→ Problem description:
Which lines in the records below hold the word "under"? Copy each of them.

Saved entries:
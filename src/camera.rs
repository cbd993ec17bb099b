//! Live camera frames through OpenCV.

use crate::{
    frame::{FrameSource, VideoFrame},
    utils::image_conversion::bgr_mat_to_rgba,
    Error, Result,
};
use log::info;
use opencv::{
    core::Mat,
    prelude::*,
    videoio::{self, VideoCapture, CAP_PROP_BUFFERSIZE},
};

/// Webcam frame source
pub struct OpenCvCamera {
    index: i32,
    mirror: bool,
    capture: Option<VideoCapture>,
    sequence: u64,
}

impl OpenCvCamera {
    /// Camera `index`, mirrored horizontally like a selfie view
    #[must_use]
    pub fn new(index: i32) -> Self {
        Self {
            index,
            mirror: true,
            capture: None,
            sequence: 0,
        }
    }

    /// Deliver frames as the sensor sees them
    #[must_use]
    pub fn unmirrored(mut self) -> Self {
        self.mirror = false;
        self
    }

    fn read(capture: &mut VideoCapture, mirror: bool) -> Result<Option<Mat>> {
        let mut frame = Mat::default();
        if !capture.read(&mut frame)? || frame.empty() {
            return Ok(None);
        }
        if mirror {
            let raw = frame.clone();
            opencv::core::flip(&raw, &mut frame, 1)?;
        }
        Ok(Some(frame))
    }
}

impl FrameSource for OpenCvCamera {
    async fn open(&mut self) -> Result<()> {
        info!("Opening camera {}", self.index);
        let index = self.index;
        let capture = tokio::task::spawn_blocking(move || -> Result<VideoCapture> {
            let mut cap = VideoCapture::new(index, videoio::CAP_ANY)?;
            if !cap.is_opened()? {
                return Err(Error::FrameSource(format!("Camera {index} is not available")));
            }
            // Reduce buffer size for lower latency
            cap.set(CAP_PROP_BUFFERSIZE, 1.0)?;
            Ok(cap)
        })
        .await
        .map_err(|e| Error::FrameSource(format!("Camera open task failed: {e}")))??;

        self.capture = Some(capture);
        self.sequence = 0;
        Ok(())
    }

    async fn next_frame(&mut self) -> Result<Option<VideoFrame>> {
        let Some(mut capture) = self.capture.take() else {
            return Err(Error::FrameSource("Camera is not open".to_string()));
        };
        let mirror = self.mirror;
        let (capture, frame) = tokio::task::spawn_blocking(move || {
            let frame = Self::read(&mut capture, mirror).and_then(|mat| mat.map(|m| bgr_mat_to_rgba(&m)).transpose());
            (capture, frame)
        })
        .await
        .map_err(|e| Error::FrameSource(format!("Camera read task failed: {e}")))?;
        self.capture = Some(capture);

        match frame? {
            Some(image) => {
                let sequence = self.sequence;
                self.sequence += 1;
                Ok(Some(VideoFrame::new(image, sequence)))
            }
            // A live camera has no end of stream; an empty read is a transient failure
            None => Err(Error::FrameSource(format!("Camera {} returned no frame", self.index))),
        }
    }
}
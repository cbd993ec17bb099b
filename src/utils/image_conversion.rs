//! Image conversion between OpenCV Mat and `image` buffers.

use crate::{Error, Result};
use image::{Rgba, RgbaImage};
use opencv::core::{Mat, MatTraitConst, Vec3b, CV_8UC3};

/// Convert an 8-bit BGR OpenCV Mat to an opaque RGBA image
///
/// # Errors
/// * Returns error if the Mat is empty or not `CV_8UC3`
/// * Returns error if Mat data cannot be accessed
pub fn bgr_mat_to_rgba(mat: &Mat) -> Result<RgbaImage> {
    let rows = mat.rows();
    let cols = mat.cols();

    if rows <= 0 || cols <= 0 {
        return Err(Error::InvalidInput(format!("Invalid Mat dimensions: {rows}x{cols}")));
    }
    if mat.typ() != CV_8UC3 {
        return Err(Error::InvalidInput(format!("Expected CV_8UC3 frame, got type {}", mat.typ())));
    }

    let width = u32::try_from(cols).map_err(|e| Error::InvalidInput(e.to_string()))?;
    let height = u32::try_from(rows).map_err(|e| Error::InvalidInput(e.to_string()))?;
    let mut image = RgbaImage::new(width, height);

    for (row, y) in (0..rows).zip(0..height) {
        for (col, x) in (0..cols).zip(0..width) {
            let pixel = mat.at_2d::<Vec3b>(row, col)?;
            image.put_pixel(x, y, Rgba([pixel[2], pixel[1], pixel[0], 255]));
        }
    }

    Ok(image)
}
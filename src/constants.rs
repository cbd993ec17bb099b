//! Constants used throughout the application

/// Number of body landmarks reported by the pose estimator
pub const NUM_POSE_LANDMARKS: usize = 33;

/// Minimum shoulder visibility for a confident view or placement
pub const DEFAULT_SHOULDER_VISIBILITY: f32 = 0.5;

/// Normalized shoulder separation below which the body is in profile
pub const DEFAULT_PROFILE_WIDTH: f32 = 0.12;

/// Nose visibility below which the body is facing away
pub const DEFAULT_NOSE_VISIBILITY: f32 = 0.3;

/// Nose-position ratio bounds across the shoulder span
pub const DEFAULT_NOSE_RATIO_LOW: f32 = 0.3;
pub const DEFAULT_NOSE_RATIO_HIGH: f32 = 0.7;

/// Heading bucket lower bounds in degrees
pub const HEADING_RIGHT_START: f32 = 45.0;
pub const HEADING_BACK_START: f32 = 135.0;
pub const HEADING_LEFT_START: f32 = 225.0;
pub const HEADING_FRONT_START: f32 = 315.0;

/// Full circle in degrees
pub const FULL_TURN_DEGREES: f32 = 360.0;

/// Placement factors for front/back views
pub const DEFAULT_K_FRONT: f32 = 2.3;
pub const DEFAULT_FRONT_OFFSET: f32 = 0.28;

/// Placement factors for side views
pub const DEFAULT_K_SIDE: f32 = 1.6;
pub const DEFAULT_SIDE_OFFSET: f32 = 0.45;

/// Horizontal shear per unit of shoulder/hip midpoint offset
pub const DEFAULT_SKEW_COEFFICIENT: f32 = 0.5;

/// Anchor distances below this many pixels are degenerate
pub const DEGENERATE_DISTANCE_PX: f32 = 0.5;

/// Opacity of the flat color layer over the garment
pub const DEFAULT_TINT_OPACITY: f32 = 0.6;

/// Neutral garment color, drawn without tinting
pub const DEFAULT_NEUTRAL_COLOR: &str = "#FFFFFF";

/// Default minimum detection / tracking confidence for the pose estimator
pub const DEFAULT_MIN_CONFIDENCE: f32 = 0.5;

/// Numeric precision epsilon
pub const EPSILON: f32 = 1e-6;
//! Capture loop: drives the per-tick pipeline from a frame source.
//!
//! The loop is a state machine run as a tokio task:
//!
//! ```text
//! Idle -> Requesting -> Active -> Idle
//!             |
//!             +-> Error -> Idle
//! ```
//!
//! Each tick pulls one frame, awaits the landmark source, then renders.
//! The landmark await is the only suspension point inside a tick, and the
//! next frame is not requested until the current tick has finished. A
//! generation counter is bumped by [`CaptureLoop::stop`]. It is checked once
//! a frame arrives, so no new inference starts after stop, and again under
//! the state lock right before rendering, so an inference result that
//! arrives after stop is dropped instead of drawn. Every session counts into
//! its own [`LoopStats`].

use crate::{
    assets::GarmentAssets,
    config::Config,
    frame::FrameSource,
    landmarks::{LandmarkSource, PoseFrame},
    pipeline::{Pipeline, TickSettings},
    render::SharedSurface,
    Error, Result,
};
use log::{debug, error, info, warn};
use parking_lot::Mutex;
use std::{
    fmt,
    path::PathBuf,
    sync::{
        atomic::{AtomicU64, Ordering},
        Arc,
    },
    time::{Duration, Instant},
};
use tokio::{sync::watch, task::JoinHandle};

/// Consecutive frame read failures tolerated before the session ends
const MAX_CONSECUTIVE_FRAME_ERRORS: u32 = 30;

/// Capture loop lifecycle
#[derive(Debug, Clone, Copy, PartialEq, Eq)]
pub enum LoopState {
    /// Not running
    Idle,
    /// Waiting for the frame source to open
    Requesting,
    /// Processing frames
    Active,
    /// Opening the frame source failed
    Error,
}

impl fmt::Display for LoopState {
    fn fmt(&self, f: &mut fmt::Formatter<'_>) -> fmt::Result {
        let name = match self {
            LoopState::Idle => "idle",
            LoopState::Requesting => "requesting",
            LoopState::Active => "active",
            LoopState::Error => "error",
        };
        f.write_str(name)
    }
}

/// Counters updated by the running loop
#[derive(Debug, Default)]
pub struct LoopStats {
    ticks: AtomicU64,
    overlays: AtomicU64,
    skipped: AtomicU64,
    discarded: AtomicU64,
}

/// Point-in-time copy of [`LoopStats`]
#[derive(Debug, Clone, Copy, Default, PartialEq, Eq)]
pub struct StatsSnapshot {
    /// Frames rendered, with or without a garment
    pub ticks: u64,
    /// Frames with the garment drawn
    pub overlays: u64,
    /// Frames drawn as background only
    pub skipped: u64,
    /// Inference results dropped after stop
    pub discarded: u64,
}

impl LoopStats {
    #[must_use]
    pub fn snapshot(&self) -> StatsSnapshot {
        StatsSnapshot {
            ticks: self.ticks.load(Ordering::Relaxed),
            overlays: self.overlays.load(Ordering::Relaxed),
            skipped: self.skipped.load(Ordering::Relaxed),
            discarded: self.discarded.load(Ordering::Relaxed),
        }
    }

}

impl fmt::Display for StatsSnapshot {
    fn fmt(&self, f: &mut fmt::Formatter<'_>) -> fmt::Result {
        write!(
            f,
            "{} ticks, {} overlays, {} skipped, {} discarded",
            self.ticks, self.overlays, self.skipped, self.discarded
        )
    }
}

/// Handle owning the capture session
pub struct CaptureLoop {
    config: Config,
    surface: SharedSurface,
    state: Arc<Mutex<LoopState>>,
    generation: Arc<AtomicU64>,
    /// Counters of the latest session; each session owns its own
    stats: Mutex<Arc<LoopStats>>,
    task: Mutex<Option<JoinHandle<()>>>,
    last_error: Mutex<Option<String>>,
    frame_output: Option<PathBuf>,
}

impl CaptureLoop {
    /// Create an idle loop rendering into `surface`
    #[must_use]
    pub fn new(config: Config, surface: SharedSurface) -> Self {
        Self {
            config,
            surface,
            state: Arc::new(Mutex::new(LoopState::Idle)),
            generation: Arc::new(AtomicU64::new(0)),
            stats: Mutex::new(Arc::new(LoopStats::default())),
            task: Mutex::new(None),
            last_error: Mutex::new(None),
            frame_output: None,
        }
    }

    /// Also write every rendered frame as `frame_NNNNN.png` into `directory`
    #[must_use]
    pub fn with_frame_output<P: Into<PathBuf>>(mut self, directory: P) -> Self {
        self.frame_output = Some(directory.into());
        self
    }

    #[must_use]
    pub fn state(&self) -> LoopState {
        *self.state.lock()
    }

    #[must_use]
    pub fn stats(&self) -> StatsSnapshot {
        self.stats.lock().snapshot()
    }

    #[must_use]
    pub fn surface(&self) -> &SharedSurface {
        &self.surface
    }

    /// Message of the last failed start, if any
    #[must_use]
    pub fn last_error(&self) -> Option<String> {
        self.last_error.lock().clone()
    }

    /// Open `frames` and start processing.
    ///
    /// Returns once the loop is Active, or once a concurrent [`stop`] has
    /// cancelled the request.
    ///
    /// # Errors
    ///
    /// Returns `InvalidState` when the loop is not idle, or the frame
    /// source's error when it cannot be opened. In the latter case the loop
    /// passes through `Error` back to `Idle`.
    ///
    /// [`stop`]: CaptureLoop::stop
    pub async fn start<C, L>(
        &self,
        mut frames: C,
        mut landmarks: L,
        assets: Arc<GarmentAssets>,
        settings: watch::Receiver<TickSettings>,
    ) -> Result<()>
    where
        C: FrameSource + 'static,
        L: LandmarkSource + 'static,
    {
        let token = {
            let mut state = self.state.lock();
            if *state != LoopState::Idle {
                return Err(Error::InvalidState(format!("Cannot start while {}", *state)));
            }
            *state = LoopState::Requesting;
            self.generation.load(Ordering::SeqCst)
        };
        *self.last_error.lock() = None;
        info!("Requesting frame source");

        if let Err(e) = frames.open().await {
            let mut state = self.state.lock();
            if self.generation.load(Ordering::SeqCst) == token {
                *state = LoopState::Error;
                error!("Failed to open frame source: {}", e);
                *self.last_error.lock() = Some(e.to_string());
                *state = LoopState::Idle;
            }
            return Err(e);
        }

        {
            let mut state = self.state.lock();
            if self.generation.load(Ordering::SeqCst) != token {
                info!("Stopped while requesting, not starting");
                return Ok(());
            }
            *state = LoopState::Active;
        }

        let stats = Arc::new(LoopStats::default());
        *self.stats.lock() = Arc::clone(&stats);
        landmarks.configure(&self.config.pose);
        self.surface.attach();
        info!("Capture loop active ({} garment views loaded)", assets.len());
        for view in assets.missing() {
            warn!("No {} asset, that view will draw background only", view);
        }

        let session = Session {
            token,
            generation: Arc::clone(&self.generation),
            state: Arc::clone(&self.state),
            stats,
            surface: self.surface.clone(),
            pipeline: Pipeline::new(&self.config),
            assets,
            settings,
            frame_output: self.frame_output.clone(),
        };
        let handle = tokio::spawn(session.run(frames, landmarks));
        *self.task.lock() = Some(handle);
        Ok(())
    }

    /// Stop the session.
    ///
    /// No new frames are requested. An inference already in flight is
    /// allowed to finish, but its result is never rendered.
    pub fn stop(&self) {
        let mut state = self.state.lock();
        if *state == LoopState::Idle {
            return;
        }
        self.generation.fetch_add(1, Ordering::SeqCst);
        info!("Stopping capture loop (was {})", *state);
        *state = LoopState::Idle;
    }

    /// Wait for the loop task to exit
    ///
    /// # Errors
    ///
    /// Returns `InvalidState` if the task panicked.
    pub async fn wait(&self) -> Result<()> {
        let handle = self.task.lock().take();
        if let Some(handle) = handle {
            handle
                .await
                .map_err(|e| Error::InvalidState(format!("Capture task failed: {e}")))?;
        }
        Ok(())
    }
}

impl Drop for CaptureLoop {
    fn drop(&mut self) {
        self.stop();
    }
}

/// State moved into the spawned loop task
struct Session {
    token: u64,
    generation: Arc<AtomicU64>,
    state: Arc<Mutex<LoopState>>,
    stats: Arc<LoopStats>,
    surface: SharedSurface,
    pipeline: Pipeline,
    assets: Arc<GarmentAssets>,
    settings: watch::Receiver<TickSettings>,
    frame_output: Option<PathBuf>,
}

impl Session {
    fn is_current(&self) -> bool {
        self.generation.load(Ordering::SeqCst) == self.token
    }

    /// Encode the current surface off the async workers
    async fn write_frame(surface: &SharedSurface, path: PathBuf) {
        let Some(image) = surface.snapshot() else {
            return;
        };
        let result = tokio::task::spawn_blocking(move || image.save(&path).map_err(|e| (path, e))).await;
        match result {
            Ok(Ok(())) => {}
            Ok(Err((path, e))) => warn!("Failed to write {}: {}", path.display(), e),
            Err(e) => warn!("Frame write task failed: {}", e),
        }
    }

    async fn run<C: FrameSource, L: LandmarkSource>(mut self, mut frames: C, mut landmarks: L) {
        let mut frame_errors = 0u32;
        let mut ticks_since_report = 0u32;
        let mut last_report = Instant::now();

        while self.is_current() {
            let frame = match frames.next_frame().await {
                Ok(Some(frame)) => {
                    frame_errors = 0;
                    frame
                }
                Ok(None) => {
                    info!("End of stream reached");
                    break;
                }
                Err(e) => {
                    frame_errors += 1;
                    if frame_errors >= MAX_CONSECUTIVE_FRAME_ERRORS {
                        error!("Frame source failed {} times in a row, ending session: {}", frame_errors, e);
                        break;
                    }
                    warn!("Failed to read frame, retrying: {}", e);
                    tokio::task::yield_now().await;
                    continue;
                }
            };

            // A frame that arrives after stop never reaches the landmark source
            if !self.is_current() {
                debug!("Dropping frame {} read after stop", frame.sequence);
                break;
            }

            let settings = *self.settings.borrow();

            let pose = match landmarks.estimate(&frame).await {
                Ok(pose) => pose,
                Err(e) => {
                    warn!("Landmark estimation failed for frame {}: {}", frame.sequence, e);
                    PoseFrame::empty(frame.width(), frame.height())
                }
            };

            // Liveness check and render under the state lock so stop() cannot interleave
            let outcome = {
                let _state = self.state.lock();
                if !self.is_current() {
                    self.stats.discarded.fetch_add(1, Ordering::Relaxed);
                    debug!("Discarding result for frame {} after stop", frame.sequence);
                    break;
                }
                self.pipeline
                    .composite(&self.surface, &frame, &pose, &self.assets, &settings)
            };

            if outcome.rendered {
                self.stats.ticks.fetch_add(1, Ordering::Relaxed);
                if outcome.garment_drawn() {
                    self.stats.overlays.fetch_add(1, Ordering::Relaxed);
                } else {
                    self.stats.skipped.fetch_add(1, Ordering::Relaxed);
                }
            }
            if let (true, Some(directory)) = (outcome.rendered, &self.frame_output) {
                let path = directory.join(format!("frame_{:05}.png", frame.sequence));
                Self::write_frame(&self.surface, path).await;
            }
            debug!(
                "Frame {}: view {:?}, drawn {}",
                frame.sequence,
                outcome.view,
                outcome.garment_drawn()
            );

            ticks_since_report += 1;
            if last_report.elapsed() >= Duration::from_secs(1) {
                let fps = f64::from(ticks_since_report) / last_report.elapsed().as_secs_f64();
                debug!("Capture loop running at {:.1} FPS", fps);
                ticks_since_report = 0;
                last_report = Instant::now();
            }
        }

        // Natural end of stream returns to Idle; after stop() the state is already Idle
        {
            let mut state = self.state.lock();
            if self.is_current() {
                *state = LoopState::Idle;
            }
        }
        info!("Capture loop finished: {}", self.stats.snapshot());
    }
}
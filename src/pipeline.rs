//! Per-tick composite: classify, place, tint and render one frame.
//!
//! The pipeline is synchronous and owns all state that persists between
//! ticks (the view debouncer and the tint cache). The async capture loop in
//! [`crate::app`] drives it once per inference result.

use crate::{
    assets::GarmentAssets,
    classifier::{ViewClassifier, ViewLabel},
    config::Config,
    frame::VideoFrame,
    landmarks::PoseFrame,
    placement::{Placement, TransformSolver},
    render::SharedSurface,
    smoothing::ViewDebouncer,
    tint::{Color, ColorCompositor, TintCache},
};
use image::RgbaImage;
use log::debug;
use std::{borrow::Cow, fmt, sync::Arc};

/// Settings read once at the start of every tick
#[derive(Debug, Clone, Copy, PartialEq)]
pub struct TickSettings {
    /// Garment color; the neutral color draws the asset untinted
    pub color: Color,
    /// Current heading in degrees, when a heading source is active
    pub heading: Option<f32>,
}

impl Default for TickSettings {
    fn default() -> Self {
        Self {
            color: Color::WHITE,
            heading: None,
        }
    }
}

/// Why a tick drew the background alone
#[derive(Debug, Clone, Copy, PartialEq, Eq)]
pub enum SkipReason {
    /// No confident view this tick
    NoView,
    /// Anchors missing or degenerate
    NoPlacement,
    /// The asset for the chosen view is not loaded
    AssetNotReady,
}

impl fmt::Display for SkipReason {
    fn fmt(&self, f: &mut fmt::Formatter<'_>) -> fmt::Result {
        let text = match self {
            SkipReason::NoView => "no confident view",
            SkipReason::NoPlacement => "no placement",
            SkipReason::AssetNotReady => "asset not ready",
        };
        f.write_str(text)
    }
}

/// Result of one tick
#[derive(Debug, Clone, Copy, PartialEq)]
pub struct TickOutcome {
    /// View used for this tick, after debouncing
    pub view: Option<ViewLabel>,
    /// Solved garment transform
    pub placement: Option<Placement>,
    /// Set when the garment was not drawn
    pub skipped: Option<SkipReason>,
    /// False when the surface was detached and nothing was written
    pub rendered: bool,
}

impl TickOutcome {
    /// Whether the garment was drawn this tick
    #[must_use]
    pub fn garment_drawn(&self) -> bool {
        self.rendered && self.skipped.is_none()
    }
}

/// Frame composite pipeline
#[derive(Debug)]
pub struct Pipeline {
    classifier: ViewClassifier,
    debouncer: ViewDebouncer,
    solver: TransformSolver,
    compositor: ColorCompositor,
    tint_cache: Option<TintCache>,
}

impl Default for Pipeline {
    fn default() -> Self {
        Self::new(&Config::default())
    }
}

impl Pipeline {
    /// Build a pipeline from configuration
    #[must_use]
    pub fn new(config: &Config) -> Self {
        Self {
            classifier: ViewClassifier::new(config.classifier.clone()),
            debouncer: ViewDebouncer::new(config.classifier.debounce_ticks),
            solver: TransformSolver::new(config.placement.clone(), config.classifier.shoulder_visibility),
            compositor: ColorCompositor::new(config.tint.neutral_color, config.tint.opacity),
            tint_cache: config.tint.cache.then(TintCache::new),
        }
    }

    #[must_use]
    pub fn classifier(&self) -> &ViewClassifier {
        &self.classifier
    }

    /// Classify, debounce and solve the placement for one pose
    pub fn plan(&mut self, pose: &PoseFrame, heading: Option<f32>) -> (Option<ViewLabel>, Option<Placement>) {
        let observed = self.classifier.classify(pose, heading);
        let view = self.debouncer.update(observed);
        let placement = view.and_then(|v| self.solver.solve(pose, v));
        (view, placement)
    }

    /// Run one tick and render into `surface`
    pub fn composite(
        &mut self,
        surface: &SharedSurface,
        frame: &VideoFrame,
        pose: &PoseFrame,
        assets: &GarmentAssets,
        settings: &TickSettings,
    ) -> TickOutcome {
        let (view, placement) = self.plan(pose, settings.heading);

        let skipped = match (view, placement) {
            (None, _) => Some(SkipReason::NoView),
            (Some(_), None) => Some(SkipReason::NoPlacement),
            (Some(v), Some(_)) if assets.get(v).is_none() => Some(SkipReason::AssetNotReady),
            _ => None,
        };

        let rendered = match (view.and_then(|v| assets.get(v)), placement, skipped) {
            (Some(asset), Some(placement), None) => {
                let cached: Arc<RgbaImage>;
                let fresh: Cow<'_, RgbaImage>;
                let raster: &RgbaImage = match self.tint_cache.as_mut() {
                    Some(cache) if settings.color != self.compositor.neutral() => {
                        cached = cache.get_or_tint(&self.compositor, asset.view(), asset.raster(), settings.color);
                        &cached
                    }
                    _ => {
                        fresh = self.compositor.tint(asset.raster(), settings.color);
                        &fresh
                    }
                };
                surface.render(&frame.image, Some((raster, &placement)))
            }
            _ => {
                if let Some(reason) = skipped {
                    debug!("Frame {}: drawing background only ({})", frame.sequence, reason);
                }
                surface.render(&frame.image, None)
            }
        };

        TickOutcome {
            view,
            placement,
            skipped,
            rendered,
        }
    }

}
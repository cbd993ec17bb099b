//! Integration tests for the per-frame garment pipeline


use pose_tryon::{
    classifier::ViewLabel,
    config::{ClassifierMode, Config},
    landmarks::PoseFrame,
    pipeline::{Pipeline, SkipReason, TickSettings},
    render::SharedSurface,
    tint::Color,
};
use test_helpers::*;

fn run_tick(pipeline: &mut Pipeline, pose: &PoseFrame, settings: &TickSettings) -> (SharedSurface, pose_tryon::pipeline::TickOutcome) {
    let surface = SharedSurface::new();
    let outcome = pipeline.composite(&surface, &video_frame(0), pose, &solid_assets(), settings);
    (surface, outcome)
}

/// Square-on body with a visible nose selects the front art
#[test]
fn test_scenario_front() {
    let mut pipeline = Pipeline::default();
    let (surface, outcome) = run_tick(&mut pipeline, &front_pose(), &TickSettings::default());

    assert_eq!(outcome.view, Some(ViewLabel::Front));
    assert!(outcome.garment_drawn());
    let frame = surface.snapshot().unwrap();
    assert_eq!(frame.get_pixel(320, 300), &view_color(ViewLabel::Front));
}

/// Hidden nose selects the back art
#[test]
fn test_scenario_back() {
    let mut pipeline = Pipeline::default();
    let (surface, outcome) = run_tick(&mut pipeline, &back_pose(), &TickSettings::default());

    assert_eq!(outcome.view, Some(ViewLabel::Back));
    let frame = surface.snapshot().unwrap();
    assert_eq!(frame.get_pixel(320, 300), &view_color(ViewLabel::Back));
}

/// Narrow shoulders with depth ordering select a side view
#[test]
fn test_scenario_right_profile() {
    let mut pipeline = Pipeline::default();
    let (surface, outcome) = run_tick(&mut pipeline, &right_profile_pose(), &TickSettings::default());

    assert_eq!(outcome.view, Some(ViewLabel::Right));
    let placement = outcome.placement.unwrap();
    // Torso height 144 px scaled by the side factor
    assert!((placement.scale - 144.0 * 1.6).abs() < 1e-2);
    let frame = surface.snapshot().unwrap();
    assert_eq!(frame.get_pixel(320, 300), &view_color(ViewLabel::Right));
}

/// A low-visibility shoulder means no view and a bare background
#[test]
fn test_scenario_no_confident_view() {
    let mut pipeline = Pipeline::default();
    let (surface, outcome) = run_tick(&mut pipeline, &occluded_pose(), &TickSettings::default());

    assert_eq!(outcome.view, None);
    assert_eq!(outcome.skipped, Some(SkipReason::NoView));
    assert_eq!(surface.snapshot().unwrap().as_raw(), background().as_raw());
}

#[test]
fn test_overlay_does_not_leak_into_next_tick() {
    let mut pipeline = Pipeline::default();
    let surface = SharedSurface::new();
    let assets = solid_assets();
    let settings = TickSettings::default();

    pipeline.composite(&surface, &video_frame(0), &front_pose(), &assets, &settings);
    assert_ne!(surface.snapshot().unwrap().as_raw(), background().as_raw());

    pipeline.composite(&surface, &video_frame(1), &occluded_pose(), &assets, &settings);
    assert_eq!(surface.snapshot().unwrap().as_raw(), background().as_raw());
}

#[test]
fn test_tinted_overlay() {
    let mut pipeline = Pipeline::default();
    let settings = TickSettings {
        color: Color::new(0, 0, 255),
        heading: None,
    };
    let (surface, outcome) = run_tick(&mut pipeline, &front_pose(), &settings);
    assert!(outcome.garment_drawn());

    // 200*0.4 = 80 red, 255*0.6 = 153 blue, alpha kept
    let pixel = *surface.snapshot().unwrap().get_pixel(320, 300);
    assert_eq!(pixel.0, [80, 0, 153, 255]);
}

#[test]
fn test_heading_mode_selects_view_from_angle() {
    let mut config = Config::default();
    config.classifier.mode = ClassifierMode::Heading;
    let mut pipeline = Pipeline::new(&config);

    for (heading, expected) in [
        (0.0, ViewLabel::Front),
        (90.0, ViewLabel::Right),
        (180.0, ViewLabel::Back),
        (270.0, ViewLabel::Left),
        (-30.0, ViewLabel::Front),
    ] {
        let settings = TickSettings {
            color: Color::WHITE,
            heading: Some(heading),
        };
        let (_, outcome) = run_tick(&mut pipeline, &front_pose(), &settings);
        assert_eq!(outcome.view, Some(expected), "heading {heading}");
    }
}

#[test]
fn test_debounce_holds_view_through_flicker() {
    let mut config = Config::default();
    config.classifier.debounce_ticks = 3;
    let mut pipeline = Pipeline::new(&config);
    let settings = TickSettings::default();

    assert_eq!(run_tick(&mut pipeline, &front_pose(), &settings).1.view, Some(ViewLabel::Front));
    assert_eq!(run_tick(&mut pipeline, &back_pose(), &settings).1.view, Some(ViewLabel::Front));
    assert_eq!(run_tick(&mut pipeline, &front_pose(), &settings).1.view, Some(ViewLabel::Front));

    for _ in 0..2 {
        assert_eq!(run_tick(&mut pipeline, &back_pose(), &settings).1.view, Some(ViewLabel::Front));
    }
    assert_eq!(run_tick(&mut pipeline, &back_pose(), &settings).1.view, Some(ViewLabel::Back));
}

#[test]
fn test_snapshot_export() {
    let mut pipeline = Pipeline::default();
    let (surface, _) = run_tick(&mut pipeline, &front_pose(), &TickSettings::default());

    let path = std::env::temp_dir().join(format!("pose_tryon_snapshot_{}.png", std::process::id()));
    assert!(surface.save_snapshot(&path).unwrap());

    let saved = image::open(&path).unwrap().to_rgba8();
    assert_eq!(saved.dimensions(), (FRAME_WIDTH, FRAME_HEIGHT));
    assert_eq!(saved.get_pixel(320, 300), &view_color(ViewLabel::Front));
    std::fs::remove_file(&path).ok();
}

→ Response box:
//! a frame arrives, so no new inference starts after stop, and again under
            // Liveness check and render under the state lock so stop() cannot interleave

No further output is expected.